What Would a Brokered GOP Convention Mean?

In many ways, this presidential election has been nothing short of historic. A candidate running openly as a socialist. A candidate who wasn’t born in the United States.

But the most enigmatic occurrence this year has been Donald Trump. Despite having no political experience, Mr. Trump leads the delegate race by a fairly wide margin—but is it enough of a margin?

Another way this election cycle could end up being historic is in the case of a brokered convention, which will happen if no single candidate gets the majority of delegates. A brokered Republican convention is becoming increasingly likely, and as Ben Ginsberg, a veteran Republican campaign lawyer, states, is “more possible than at any time in the modern era.”

How likely is it that a brokered convention will take place? Experts agree that whatever Trump’s final delegate count will be before the convention, it will be very close to the 1,237 he needs to get the nomination.

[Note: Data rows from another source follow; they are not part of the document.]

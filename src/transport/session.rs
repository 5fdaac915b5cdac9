//! 设备会话处理
//!
//! 每个 TCP 连接一个任务。会话状态机：
//! 握手（仅接受 auth）→ 已认证（heartbeat / data）→ 关闭。
//! 读空闲超时、慢消费者与协议错误都会终止会话。

use crate::config::SessionSettings;
use crate::errors::AppError;
use crate::models::{SensorData, SensorType};
use crate::queue::TopicProducer;
use crate::repositories::DeviceRepository;
use crate::services::{CacheService, TokenService};
use crate::transport::messages::{DataMessage, DeviceMessage, ServerReply};
use crate::transport::prefilter::{FilterDecision, PreFilter};
use crate::transport::registry::SessionRegistry;
use crate::utils::{self, IdAllocator, TYPE_READING};
use chrono::Utc;
use std::net::SocketAddr;
use std::sync::atomic::{AtomicU64, Ordering};
use std::sync::Arc;
use std::time::Duration;
use tokio::io::{AsyncBufReadExt, AsyncWriteExt, BufReader};
use tokio::net::TcpStream;
use tokio::sync::mpsc;
use tokio_util::sync::CancellationToken;
use uuid::Uuid;

/// 会话依赖集合
pub struct SessionContext {
    pub settings: SessionSettings,
    pub token_service: Arc<TokenService>,
    pub cache: Arc<CacheService>,
    pub device_repo: Arc<DeviceRepository>,
    pub prefilter: Arc<PreFilter>,
    pub producer: Arc<TopicProducer<SensorData>>,
    pub allocator: Arc<IdAllocator>,
    pub registry: Arc<SessionRegistry>,
    /// 协议错误计数（静默丢弃的畸形帧）
    pub protocol_errors: AtomicU64,
}

/// 会话状态
#[derive(Debug, PartialEq)]
enum SessionState {
    Handshake,
    Authenticated(String),
}

/// 处理单个设备连接，连接关闭时返回
pub async fn handle_connection(
    stream: TcpStream,
    peer: SocketAddr,
    ctx: Arc<SessionContext>,
    shutdown: CancellationToken,
) {
    let session_id = Uuid::new_v4();
    let cancel = shutdown.child_token();
    tracing::debug!(%session_id, %peer, "设备连接建立");

    let (read_half, mut write_half) = stream.into_split();
    let mut reader = BufReader::new(read_half);

    // 发送走独立任务与有界队列：会话侧写永不阻塞
    let (write_tx, mut write_rx) = mpsc::channel::<String>(ctx.settings.max_pending_writes);
    let writer_cancel = cancel.clone();
    let writer = tokio::spawn(async move {
        while let Some(mut line) = write_rx.recv().await {
            line.push('\n');
            if write_half.write_all(line.as_bytes()).await.is_err() {
                writer_cancel.cancel();
                break;
            }
        }
    });

    let mut state = SessionState::Handshake;
    let idle = Duration::from_secs(ctx.settings.idle_seconds);
    let mut line = String::new();

    loop {
        line.clear();

        let read_result = tokio::select! {
            _ = cancel.cancelled() => break,
            result = tokio::time::timeout(idle, reader.read_line(&mut line)) => result,
        };

        let bytes = match read_result {
            // 读空闲超时
            Err(_) => {
                tracing::info!(%session_id, "连接空闲超时，关闭会话");
                break;
            }
            Ok(Err(e)) => {
                tracing::debug!(%session_id, error = %e, "读取失败，关闭会话");
                break;
            }
            Ok(Ok(n)) => n,
        };

        if bytes == 0 {
            tracing::debug!(%session_id, "对端关闭连接");
            break;
        }

        let trimmed = line.trim();
        if trimmed.is_empty() {
            continue;
        }

        let message: DeviceMessage = match serde_json::from_str(trimmed) {
            Ok(msg) => msg,
            Err(e) => {
                // 协议错误：静默计数并关闭，不回复
                ctx.protocol_errors.fetch_add(1, Ordering::Relaxed);
                tracing::warn!(%session_id, error = %e, "畸形帧，关闭连接");
                break;
            }
        };

        match (&state, message) {
            (SessionState::Handshake, DeviceMessage::Auth(auth)) => {
                match authenticate(&ctx, &peer, &auth.token, session_id, &cancel).await {
                    Ok(device_id) => {
                        if !send(&write_tx, &ServerReply::auth_success()) {
                            break;
                        }
                        state = SessionState::Authenticated(device_id);
                    }
                    Err(e) => {
                        let reason = match &e {
                            AppError::TokenExpired(_) => "Token expired",
                            AppError::TokenRevoked(_) => "Token revoked",
                            AppError::RateLimited(_) => "Too many attempts",
                            _ => "Invalid token",
                        };
                        send(&write_tx, &ServerReply::auth_failure(reason));
                        tracing::warn!(%session_id, %peer, error = %e, "设备认证失败");
                        break;
                    }
                }
            }

            // 握手阶段收到非认证消息：回复失败并终止
            (SessionState::Handshake, _) => {
                send(&write_tx, &ServerReply::auth_failure("Not authenticated"));
                break;
            }

            (SessionState::Authenticated(device_id), DeviceMessage::Heartbeat) => {
                if !heartbeat(&ctx, device_id).await {
                    // 设备已被禁用，会话在一个空闲周期内关闭
                    break;
                }
                if !send(&write_tx, &ServerReply::heartbeat(Utc::now())) {
                    break;
                }
            }

            (SessionState::Authenticated(device_id), DeviceMessage::Data(data)) => {
                forward_data(&ctx, device_id, &data).await;
            }

            // 已认证会话上的重复认证：按新的凭证重新校验
            (SessionState::Authenticated(prev_device), DeviceMessage::Auth(auth)) => {
                let prev_device = prev_device.clone();
                match authenticate(&ctx, &peer, &auth.token, session_id, &cancel).await {
                    Ok(device_id) => {
                        // 换绑到新设备时注销旧设备的映射
                        if device_id != prev_device
                            && ctx.registry.remove(&prev_device, session_id)
                        {
                            if let Err(e) =
                                ctx.cache.publish_device_status(&prev_device, false).await
                            {
                                tracing::warn!(device_id = %prev_device, error = %e, "离线状态发布失败");
                            }
                        }
                        if !send(&write_tx, &ServerReply::auth_success()) {
                            break;
                        }
                        state = SessionState::Authenticated(device_id);
                    }
                    Err(_) => {
                        send(&write_tx, &ServerReply::auth_failure("Invalid token"));
                        break;
                    }
                }
            }
        }
    }

    // 会话收尾：注销映射并发布离线状态
    if let SessionState::Authenticated(device_id) = &state {
        if ctx.registry.remove(device_id, session_id) {
            if let Err(e) = ctx.cache.publish_device_status(device_id, false).await {
                tracing::warn!(device_id = %device_id, error = %e, "离线状态发布失败");
            }
            tracing::info!(%session_id, device_id = %device_id, "设备会话关闭");
        }
    }

    cancel.cancel();
    writer.abort();
}

/// 认证：令牌校验 + 限流 + 单会话注册 + 状态发布
async fn authenticate(
    ctx: &SessionContext,
    peer: &SocketAddr,
    token: &str,
    session_id: Uuid,
    cancel: &CancellationToken,
) -> Result<String, AppError> {
    let client_ip = peer.ip().to_string();

    if ctx.cache.auth_failure_count(&client_ip).await
        >= i64::from(ctx.settings.auth_attempts_per_minute)
    {
        return Err(AppError::RateLimited(client_ip));
    }

    let device_id = match ctx.token_service.validate(token).await {
        Ok(device_id) => device_id,
        Err(e) => {
            ctx.cache.record_auth_failure(&client_ip).await;
            return Err(e);
        }
    };

    // 注册新会话，同设备旧会话被关闭
    ctx.registry.register(&device_id, session_id, cancel.clone());

    ctx.cache.publish_device_status(&device_id, true).await?;

    if let Ok(Some(device)) = ctx.device_repo.find_by_device_id(&device_id).await {
        if let Err(e) = ctx.device_repo.update_last_seen(device.id).await {
            tracing::warn!(device_id = %device_id, error = %e, "更新最后在线时间失败");
        }
    }

    tracing::info!(%session_id, device_id = %device_id, "设备认证成功");
    Ok(device_id)
}

/// 心跳：刷新在线状态。设备已被禁用时返回 false 触发关闭
async fn heartbeat(ctx: &SessionContext, device_id: &str) -> bool {
    // 禁用检查走设备缓存，保证禁用后的会话在一个空闲周期内关闭
    match ctx.cache.get_cached_device(device_id).await {
        Ok(Some(device)) if !device.enabled => {
            tracing::info!(device_id, "设备已禁用，关闭会话");
            return false;
        }
        _ => {}
    }

    if let Err(e) = ctx.cache.publish_device_status(device_id, true).await {
        tracing::warn!(device_id, error = %e, "心跳状态刷新失败");
    }
    true
}

/// 数据消息：预过滤后拆条发布到 sensor-data 主题
async fn forward_data(ctx: &SessionContext, device_id: &str, data: &DataMessage) {
    let enriched = match ctx.prefilter.process(device_id, data) {
        FilterDecision::Forward(enriched) => enriched,
        FilterDecision::DropTrivial => {
            tracing::debug!(device_id, "平凡变化数据已过滤");
            return;
        }
        FilterDecision::DropInvalid => {
            tracing::debug!(device_id, "无效数据已过滤");
            return;
        }
    };

    for reading in &enriched.readings {
        let reading_data = match build_sensor_data(ctx, device_id, &enriched, reading.sensor_type, reading.value, &reading.unit) {
            Ok(data) => data,
            Err(e) => {
                tracing::error!(device_id, error = %e, "读数 ID 分配失败");
                continue;
            }
        };

        // 发布失败按卸载处理：计入日志，连接不中断
        if let Err(e) = ctx.producer.publish(device_id, reading_data).await {
            tracing::error!(device_id, error = %e, "读数发布失败，消息已卸载");
        }
    }
}

fn build_sensor_data(
    ctx: &SessionContext,
    device_id: &str,
    message: &DataMessage,
    sensor_type: SensorType,
    value: f64,
    unit: &str,
) -> Result<SensorData, AppError> {
    Ok(SensorData {
        id: ctx.allocator.next(TYPE_READING)?,
        device_id: device_id.to_string(),
        sensor_type,
        value,
        unit: unit.to_string(),
        timestamp: utils::from_millis(message.timestamp),
        location: None,
        metadata: None,
        preprocessed_at: message.preprocessed_at.map(utils::from_millis),
    })
}

/// 非阻塞发送。队列满视为慢消费者，返回 false 触发关闭
fn send(tx: &mpsc::Sender<String>, reply: &ServerReply) -> bool {
    let payload = match serde_json::to_string(reply) {
        Ok(json) => json,
        Err(e) => {
            tracing::error!(error = %e, "响应序列化失败");
            return false;
        }
    };

    match tx.try_send(payload) {
        Ok(()) => true,
        Err(mpsc::error::TrySendError::Full(_)) => {
            tracing::warn!("发送队列溢出，按慢消费者关闭连接");
            false
        }
        Err(mpsc::error::TrySendError::Closed(_)) => false,
    }
}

Although there are many possibilities when it comes to dividing the remainder of the delegates among the candidates, I’ll proceed with a brief description of a consensus of experts as published originally by FiveThirtyEight.com. Basically, June 7 is the key date.

Averaging expert opinions gives Trump 1,028 delegates by June 7, with five states left to go at that point. The most important of these is California, a winner-take-all state with 172 delegates total.

All other states with primaries or caucuses that day either won’t be voting for Trump (by a consensus of experts) or simply don’t have that many delegates. If Trump were to win California, he would have 1,200 delegates.

Although this is under the necessary amount of delegates, it’s important to keep in mind that there are 112 unbound delegates from places with no primaries or caucuses such as Colorado or American Samoa. We have no way of knowing how they will vote before their names are called on the convention floor. If even a fraction of them voted for Trump, they—along with any other delegates he gets from New Mexico—would push Trump over the 1,237 line, giving him the nomination.

Going one level deeper, how likely is it that Trump will win California? It depends on what you think are important factors in predicting elections. Current polling data provided by Real Clear Politics shows Trump with a consistent lead over rival Ted Cruz of about 8 points. 

However, FiveThirtyEight weighted those polls with endorsements that Trump and Cruz have received. Basically, based on the principle that as we get closer to an election, voters listen more to party elites (as outlined by Georgetown Professor Hans Noel’s revolutionary 2008 book, The Party Decides), FiveThirtyEight has predicted what polls will look like closer to the election.

With those predictive polls in mind, FiveThirtyEight gives Cruz a 61 percent chance of winning California—thereby denying Trump the delegates he would need to clinch the party nomination, thus leading to a brokered convention.

A clear procedure has been laid out for the way in which the delegate voting at the Republican National Convention will take place if no candidate reaches a majority. Rule 40e of the Rules of the Republican Party states that “If no candidate shall have received [a] majority, the chairman of the convention shall direct the roll of the states be called again and shall repeat the calling of the roll until a candidate shall have received a majority of the votes entitled to be cast in the convention.”

The difference is that with each new round of voting, more delegates that were previously bound will become unbound. The exact number is extraordinarily hard to calculate, as it is a combination of state and party rules, but the New York Times estimates the number of unbound delegates to be about 5 percent in the first round of voting, 51 percent in the second round, and 80 percent in the third round.

At this point, all hell will break loose. Party bosses will quickly try to whip votes for the candidate favored by the establishment, who in this case is probably John Kasich, the only Republican left in the race who hasn’t run on an anti-establishment platform. Even write-ins are allowed, and there is a small possibility that someone who didn’t even run will be nominated.

All of this being said, a brokered convention is incredibly hard to predict with any certainty. But as many Republicans and many, many more Democrats seek any way to prevent Trump from getting the nomination, this looks more and more likely to be our best shot.